AI is Changing Software, Not Replacing Enterprise
If you read the headlines right now, you’d think enterprise software is on borrowed time.
Every week, there’s another post declaring some version of “SaaS is dead” or “AI just killed software as we know it.” LLMs are getting better at an incredible pace. AI startups are moving fast. Markets are nervous.
And the prevailing story goes something like this: traditional SaaS is broken, AI will replace it, and incumbents are about to be wiped out.
I don’t buy that story.
You can see why the anxiety exists.
Recently, Anthropic showed how Claude can generate lightweight workforce applications on the fly using Claude Artifacts, turning natural language into working tools almost instantly. It’s impressive, and it fuels the idea that if AI can just create apps for us, maybe we don’t need traditional enterprise software at all.
But that conclusion skips over something fundamental.
Large language models are only as good as the data they have access to. Their value depends on depth, context, and trust, not just scale.
That is where enterprise holds real power. Enterprises own the data that matters most in the AI era, from healthcare and the patient chart, to financial records, supply chain operations, customer history, and workforce activity. This data is proprietary, regulated, and deeply contextual. It cannot be scraped, recreated, or replaced by AI companies alone.
Just as important, this data is domain-specific and tied to real expertise. It reflects how clinicians practice medicine, how finance teams manage risk, how operators run systems, and how work actually gets done. That combination of data, domain knowledge, and workforce context is exactly what LLMs need to be truly useful.
SaaS, as we know it today, is under some pressure. But enterprise software itself is not being wiped out.
It is being forced to evolve.
SaaS is under pressure, but not for the reason people think.
The traditional SaaS model was built for a predictable world. We designed applications, defined workflows, and asked customers to configure them. That worked when variation was manageable, and workflows could be anticipated upfront.
AI breaks that assumption.
Users now operate in dynamic, moment-to-moment contexts.

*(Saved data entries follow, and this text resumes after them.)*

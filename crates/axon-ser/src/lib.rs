//! Format-neutral serialization.
//!
//! [`SerializationInfo`] is a tagged tree sitting between user types and
//! wire encodings. A [`Formatter`] is a sink of tree-walk events; each
//! codec module pairs a formatter with a parser that rebuilds the tree,
//! so any format converts to any other through the same intermediate
//! representation.

mod binfmt;
mod convert;
mod csv;
mod envsubst;
mod error;
mod formatter;
mod json;
mod props;
mod qparams;
mod si;
mod xml;

pub use binfmt::{BinFormatter, BinParser, BinStatus, Tag, parse_bin, to_bin};
pub use convert::{FromSi, ToSi, from_si, to_si};
pub use csv::{CsvFormatter, parse_csv, to_csv};
pub use envsubst::{env_subst, env_subst_with};
pub use error::SerError;
pub use formatter::{Formatter, SiBuilder, format_si};
pub use json::{JsonFormatter, parse_json, parse_json_stream, to_json};
pub use props::{PropertiesFormatter, to_properties};
pub use qparams::parse_query_string;
pub use si::{Category, ScalarValue, SerializationInfo};
pub use xml::{XmlFormatter, parse_xml, to_xml};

The number of possible paths explodes. Configuration stops being flexibility and starts becoming friction. The model strains under its own complexity.
From a user perspective, this shows up as fragmented experiences, inconsistent behavior, and loss of muscle memory. From an internal perspective, it shows up as slow delivery, brittle systems, and endless coordination across teams to manage edge cases.
This isn’t a failure of execution. It’s a structural limitation of the SaaS model.
The market is scared. It will correct.
Right now, markets are reacting to speed and uncertainty.
When AI demos show systems generating apps or workflows instantly, it’s easy to assume incumbents are finished. But history suggests something else. When foundational technology shifts, the companies that own critical infrastructure and data don’t disappear. They adapt.
What’s breaking is not enterprise itself. What’s breaking is the way enterprise software has traditionally been packaged and delivered.
That distinction matters.
The real challenge is not survival. It’s evolution.
Enterprise companies don’t need to panic. They need to move deliberately and confidently.
The old SaaS model won’t carry us forward. We can’t just bolt AI onto static applications and call it transformation. We have to rethink the experience itself.
That means moving away from fixed screens and predefined workflows. It means building systems that collaborate with AI instead of treating it as an add-on. It means designing experiences that adapt to context while preserving trust, safety, and consistency.
This isn’t about replacing humans. And it isn’t about handing everything to AI.
It’s about knowing when to automate, when to assist, and when humans must stay firmly in control, all grounded in enterprise data and deep domain expertise.
This is an opportunity, not a threat.
If you own the data, you have leverage.
Enterprise software companies, especially in regulated domains like healthcare, finance, and supply chain, are uniquely positioned to define what responsible, high-value AI integration actually looks like. They already operate in environments where auditability, explainability, and safety are non-negotiable.
That’s not a disadvantage. That’s a moat.
But only if we act on it.
We have to invent something new. Not SaaS as we’ve known it, and not consumer AI repackaged for the enterprise. A model that truly integrates and collaborates with AI, while respecting the realities of enterprise data, workflows, and trust.
If we do that, we don’t lose our place in the ecosystem.
We re-secure it.
Staying steady in a noisy moment.
This is a moment that rewards confidence, not panic.
SaaS is in trouble. That part is true.
But enterprise software is not being wiped out. It is being challenged to evolve.
The companies that stay steady, respect the power of their data, and move quickly to rethink how experience and intelligence come together will define the next era.